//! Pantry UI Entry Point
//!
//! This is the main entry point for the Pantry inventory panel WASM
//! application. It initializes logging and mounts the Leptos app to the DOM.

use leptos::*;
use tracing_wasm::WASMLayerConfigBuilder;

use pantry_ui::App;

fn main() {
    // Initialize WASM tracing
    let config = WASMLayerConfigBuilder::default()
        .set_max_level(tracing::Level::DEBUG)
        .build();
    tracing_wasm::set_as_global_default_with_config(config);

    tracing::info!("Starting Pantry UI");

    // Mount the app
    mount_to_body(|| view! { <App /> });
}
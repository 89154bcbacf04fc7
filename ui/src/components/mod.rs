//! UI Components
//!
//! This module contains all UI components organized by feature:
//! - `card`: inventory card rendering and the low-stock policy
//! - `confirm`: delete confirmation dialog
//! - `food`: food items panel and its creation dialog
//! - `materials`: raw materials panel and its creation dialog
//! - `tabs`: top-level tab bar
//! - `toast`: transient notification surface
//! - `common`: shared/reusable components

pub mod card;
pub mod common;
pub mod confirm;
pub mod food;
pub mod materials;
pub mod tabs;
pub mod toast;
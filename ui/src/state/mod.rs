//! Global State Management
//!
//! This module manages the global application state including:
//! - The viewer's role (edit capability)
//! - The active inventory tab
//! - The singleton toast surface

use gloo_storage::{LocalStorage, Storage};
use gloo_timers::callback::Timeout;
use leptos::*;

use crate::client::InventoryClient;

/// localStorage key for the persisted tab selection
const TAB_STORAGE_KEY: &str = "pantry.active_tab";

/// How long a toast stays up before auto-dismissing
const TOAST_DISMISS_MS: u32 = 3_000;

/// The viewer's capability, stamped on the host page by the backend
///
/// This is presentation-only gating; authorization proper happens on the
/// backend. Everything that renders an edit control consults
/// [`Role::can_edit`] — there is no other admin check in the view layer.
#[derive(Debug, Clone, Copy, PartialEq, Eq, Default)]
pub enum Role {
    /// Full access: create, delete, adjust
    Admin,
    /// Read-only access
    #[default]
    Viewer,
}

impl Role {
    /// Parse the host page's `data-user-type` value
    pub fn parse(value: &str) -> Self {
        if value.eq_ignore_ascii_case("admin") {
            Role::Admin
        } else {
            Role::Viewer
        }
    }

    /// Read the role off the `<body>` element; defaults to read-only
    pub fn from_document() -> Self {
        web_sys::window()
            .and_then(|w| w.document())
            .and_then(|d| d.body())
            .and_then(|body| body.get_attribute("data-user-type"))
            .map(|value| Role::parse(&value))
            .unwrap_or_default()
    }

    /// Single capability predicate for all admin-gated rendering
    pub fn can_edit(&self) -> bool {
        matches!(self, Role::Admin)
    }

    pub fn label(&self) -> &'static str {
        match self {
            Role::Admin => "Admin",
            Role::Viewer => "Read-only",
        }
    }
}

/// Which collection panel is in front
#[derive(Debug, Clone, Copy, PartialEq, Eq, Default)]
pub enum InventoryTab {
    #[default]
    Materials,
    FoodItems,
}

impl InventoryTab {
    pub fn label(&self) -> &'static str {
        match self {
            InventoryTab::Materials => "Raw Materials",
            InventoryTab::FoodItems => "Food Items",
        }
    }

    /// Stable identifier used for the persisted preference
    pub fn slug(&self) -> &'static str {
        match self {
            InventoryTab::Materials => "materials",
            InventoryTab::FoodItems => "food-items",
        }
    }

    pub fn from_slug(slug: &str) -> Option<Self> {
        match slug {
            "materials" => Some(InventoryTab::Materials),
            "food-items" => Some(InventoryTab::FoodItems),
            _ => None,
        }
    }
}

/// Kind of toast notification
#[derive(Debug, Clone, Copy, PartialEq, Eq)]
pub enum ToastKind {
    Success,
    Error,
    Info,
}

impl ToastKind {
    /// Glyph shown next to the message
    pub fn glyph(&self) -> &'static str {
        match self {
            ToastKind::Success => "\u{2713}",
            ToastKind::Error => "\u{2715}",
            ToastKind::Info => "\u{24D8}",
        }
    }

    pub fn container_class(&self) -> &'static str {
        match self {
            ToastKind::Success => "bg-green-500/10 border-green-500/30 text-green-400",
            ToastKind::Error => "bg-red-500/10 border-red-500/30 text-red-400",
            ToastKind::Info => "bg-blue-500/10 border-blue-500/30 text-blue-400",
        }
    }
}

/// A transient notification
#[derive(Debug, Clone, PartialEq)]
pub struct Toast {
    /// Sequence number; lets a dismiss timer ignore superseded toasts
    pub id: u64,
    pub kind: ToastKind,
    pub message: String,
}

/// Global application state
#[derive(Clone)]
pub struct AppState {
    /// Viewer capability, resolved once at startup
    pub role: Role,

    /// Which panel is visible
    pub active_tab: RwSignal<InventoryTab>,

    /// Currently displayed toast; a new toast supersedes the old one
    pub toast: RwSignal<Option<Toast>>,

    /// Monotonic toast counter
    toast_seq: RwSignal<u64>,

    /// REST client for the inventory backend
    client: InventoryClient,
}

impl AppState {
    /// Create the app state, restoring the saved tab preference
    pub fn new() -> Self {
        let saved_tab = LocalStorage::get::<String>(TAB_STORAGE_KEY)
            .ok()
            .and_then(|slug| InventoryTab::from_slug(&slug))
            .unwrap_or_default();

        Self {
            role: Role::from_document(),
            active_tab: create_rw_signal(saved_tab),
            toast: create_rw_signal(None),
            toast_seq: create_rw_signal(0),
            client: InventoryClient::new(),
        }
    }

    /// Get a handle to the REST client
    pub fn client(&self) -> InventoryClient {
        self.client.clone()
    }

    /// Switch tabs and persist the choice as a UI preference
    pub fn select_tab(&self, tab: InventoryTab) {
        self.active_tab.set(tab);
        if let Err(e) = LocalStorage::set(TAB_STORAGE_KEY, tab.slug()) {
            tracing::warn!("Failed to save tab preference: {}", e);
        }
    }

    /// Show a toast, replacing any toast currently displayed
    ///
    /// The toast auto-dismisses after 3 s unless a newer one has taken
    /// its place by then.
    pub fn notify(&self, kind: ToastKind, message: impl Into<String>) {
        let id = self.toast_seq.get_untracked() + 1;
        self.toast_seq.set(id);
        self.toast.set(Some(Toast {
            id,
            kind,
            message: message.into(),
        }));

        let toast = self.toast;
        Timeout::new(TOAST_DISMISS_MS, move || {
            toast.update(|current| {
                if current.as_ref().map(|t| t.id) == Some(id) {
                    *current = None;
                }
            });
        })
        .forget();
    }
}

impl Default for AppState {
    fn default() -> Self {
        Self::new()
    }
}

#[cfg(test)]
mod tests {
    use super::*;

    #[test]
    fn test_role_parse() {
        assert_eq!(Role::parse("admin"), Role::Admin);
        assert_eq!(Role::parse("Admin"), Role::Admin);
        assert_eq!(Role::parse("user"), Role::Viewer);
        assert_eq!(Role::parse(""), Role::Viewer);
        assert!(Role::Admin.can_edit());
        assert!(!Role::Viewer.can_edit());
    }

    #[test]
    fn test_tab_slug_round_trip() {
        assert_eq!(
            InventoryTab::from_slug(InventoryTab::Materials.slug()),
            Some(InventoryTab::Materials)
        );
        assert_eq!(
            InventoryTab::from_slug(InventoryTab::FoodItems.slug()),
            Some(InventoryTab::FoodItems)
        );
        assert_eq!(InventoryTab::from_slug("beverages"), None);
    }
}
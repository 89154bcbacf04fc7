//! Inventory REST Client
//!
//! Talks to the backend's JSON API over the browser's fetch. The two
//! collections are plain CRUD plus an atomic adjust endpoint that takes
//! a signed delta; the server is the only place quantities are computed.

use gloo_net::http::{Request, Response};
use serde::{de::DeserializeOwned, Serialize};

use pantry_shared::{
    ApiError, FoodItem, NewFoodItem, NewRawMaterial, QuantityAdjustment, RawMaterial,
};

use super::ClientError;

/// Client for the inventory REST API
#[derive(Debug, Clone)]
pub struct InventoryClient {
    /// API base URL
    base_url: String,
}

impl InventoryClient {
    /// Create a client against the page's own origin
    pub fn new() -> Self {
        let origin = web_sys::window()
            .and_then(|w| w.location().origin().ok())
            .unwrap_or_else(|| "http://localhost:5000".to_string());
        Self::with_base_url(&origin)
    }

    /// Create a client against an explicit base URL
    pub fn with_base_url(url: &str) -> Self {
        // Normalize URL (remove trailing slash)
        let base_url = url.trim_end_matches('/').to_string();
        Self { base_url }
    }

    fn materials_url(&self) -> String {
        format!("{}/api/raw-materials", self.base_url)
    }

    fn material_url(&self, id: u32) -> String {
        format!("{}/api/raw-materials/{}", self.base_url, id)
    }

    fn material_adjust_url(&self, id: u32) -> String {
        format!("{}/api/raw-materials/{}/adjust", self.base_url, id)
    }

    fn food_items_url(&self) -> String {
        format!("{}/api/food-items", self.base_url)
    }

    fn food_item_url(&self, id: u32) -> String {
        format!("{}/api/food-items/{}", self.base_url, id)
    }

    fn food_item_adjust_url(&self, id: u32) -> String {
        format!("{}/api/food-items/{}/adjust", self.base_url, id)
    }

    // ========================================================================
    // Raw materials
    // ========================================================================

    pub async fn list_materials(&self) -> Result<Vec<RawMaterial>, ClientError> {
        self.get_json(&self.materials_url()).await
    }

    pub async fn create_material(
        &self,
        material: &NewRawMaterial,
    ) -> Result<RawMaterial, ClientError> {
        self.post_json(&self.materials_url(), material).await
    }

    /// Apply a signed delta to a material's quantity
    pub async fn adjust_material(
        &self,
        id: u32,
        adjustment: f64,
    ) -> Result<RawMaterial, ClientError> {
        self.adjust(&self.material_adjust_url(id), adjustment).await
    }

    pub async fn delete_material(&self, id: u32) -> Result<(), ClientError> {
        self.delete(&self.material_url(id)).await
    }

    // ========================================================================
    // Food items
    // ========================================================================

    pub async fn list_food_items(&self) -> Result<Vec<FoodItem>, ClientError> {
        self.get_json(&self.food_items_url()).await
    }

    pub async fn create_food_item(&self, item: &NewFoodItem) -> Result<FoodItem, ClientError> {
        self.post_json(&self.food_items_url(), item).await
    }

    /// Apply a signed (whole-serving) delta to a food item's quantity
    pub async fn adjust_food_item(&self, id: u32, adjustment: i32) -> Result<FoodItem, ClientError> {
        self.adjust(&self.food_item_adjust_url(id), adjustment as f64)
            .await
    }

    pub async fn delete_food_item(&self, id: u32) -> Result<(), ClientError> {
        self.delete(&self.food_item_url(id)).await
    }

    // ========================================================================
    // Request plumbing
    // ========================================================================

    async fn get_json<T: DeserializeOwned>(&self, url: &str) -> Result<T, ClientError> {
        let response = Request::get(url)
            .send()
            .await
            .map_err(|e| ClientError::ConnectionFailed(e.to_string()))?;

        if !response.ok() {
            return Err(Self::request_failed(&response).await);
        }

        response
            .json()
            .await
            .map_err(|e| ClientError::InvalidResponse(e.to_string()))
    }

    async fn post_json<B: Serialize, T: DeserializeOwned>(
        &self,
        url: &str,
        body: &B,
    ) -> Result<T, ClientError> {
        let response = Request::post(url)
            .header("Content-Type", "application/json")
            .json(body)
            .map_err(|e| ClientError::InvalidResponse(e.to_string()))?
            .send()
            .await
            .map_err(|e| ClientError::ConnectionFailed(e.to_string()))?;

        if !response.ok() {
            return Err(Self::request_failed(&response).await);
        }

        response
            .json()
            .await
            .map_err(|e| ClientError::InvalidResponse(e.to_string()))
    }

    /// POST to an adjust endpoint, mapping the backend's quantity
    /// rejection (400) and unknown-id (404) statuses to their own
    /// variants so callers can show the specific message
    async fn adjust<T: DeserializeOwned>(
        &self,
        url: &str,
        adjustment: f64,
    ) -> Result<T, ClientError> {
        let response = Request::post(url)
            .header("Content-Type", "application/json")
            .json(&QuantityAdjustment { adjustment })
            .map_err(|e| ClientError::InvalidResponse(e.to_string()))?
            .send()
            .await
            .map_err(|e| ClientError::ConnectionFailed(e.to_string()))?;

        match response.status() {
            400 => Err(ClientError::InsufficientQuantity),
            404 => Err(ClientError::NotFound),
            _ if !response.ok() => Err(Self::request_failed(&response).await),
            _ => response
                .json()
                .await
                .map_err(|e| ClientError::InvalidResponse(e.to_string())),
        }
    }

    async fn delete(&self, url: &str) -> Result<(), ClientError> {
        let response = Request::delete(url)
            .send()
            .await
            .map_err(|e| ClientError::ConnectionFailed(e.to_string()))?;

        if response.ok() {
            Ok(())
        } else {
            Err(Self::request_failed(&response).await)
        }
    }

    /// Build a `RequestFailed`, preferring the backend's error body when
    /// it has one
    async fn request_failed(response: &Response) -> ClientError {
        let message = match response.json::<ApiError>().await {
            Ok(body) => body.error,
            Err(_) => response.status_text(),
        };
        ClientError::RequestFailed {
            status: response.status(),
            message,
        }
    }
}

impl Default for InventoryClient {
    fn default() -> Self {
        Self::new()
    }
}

━━━

**Goal of the exercise:**
Nothing beyond a number is expected: count the lines of the material that hold the string "panel".

**Exercise solution:**
5